EXERCISE OBJECTIVE: Among the records below, find the line that has "self.seen.insert(n);"; from there, give the lines again exactly, and stop after the line that has "let candidate = self.next;".

RECORDS PROVIDED:

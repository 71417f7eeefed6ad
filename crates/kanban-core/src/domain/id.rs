//! Identifiers
//!
//! Board and task ids are numbers, column ids are `"<boardId>-<n>"` strings.

use std::collections::HashSet;
use std::fmt;

use serde::{Deserialize, Serialize};

/// Opaque entity identifier, stored as a bare JSON number or string
#[derive(Debug, Clone, PartialEq, Eq, Hash, Serialize, Deserialize)]
#[serde(untagged)]
pub enum Id {
    Num(u32),
    Text(String),
}

impl Id {
    /// Build a column id owned by `board`
    pub fn composite(board: &Id, n: u32) -> Self {
        Id::Text(format!("{}-{}", board, n))
    }

    /// Parse a textual id, preferring the numeric form
    pub fn parse(s: &str) -> Self {
        match s.parse::<u32>() {
            Ok(n) => Id::Num(n),
            Err(_) => Id::Text(s.to_string()),
        }
    }

    /// Split a composite id into its owner prefix and numeric suffix
    ///
    /// The split happens at the last `-`, so owners that contain dashes
    /// themselves still round-trip.
    pub fn split_owner(&self) -> Option<(Id, Option<u32>)> {
        match self {
            Id::Num(_) => None,
            Id::Text(s) => {
                let (owner, suffix) = s.rsplit_once('-')?;
                if owner.is_empty() {
                    return None;
                }
                Some((Id::parse(owner), suffix.parse().ok()))
            }
        }
    }

    /// The number this id contributes to the generator, if any
    fn ordinal(&self) -> Option<u32> {
        match self {
            Id::Num(n) => Some(*n),
            Id::Text(_) => self.split_owner().and_then(|(_, n)| n),
        }
    }
}

impl fmt::Display for Id {
    fn fmt(&self, f: &mut fmt::Formatter<'_>) -> fmt::Result {
        match self {
            Id::Num(n) => write!(f, "{}", n),
            Id::Text(s) => f.write_str(s),
        }
    }
}

impl From<u32> for Id {
    fn from(n: u32) -> Self {
        Id::Num(n)
    }
}

impl From<&str> for Id {
    fn from(s: &str) -> Self {
        Id::Text(s.to_string())
    }
}

/// Exclusive upper bound of generated numbers
pub const ID_UPPER_BOUND: u32 = u32::MAX;

/// Monotonic identifier source
///
/// Every id loaded from storage is fed to [`IdGenerator::observe`], after
/// which [`IdGenerator::next_id`] only hands out numbers that were never seen
/// in this session.
#[derive(Debug, Clone)]
pub struct IdGenerator {
    next: u32,
    seen: HashSet<u32>,
}

impl IdGenerator {
    pub fn new() -> Self {
        Self { next: 1, seen: HashSet::new() }
    }

    /// Record an existing id so it is never issued again
    pub fn observe(&mut self, id: &Id) {
        if let Some(n) = id.ordinal() {
            self.seen.insert(n);
            if n >= self.next && n < ID_UPPER_BOUND - 1 {
                self.next = n + 1;
            }
        }
    }

    pub fn observe_all<'a>(&mut self, ids: impl IntoIterator<Item = &'a Id>) {
        for id in ids {
            self.observe(id);
        }
    }

    /// Hand out the next unused number
    pub fn next_id(&mut self) -> u32 {
        loop {
            let candidate = self.next;
            self.next = if candidate + 1 >= ID_UPPER_BOUND { 0 } else { candidate + 1 };
            if self.seen.insert(candidate) {
                return candidate;
            }
        }
    }
}

impl Default for IdGenerator {
    fn default() -> Self {
        Self::new()
    }
}

#[cfg(test)]
mod tests {
    use super::*;

    #[test]
    fn test_untagged_json_forms() {
        let ids: Vec<Id> = serde_json::from_str(r#"[7, "7-12", "abc"]"#).unwrap();
        assert_eq!(ids, vec![Id::Num(7), Id::Text("7-12".into()), Id::Text("abc".into())]);
        assert_eq!(serde_json::to_string(&ids).unwrap(), r#"[7,"7-12","abc"]"#);
    }

    #[test]
    fn test_composite_and_split() {
        let col = Id::composite(&Id::Num(42), 9);
        assert_eq!(col, Id::Text("42-9".into()));
        assert_eq!(col.split_owner(), Some((Id::Num(42), Some(9))));
        assert_eq!(Id::Num(3).split_owner(), None);
        assert_eq!(Id::from("nodash").split_owner(), None);
        assert_eq!(Id::from("-5").split_owner(), None);
    }

    #[test]
    fn test_generator_starts_at_one() {
        let mut ids = IdGenerator::new();
        assert_eq!(ids.next_id(), 1);
        assert_eq!(ids.next_id(), 2);
    }

    #[test]
    fn test_generator_skips_observed() {
        let mut ids = IdGenerator::new();
        ids.observe(&Id::Num(10));
        ids.observe(&Id::from("10-25"));
        assert_eq!(ids.next_id(), 26);
    }

    #[test]
    fn test_generator_wraps_without_collision() {
        let mut ids = IdGenerator::new();
        ids.observe(&Id::Num(0));
        ids.next = ID_UPPER_BOUND - 1;
        // Wraps past the bound and skips the observed 0
        assert_eq!(ids.next_id(), ID_UPPER_BOUND - 1);
        assert_eq!(ids.next_id(), 1);
    }
}
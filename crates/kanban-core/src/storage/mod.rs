//! Storage Layer
//!
//! Backends and the typed slot store built on top of them.

mod error;
mod memory;
mod slot;
mod traits;

pub use error::{StoreError, StoreResult};
pub use memory::MemoryStorage;
pub use slot::{SlotKey, SlotStore};
pub use traits::StorageBackend;
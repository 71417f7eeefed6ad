//! Task Entity
//!
//! Tasks point at their column through `columnId`.

use serde::{Deserialize, Serialize};

use super::entity::Entity;
use super::id::Id;

/// Content given to freshly created tasks
pub const DEFAULT_TASK_CONTENT: &str = "Task content";

/// A card inside a column
#[derive(Debug, Clone, PartialEq, Eq, Serialize, Deserialize)]
#[serde(rename_all = "camelCase")]
pub struct Task {
    pub id: Id,
    pub column_id: Id,
    pub content: String,
}

impl Task {
    pub fn new(id: impl Into<Id>, column_id: Id, content: impl Into<String>) -> Self {
        Self {
            id: id.into(),
            column_id,
            content: content.into(),
        }
    }

    /// Copy of this task moved under `column_id`
    pub fn reparented(&self, column_id: &Id) -> Self {
        Self {
            column_id: column_id.clone(),
            ..self.clone()
        }
    }
}

impl Entity for Task {
    fn id(&self) -> &Id {
        &self.id
    }
}

#[cfg(test)]
mod tests {
    use super::*;

    #[test]
    fn test_task_json_shape() {
        let task = Task::new(3u32, Id::from("1-2"), DEFAULT_TASK_CONTENT);
        let json = serde_json::to_string(&task).unwrap();
        assert_eq!(json, r#"{"id":3,"columnId":"1-2","content":"Task content"}"#);
    }

    #[test]
    fn test_reparented_keeps_content() {
        let task = Task::new(3u32, Id::from("1-2"), "write docs");
        let moved = task.reparented(&Id::from("1-5"));
        assert_eq!(moved.column_id, Id::from("1-5"));
        assert_eq!(moved.id, task.id);
        assert_eq!(moved.content, task.content);
    }
}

EXPECTED ANSWER:
            self.seen.insert(n);
            if n >= self.next && n < ID_UPPER_BOUND - 1 {
                self.next = n + 1;
            }
        }
    }

    pub fn observe_all<'a>(&mut self, ids: impl IntoIterator<Item = &'a Id>) {
        for id in ids {
            self.observe(id);
        }
    }

    /// Hand out the next unused number
    pub fn next_id(&mut self) -> u32 {
        loop {
            let candidate = self.next;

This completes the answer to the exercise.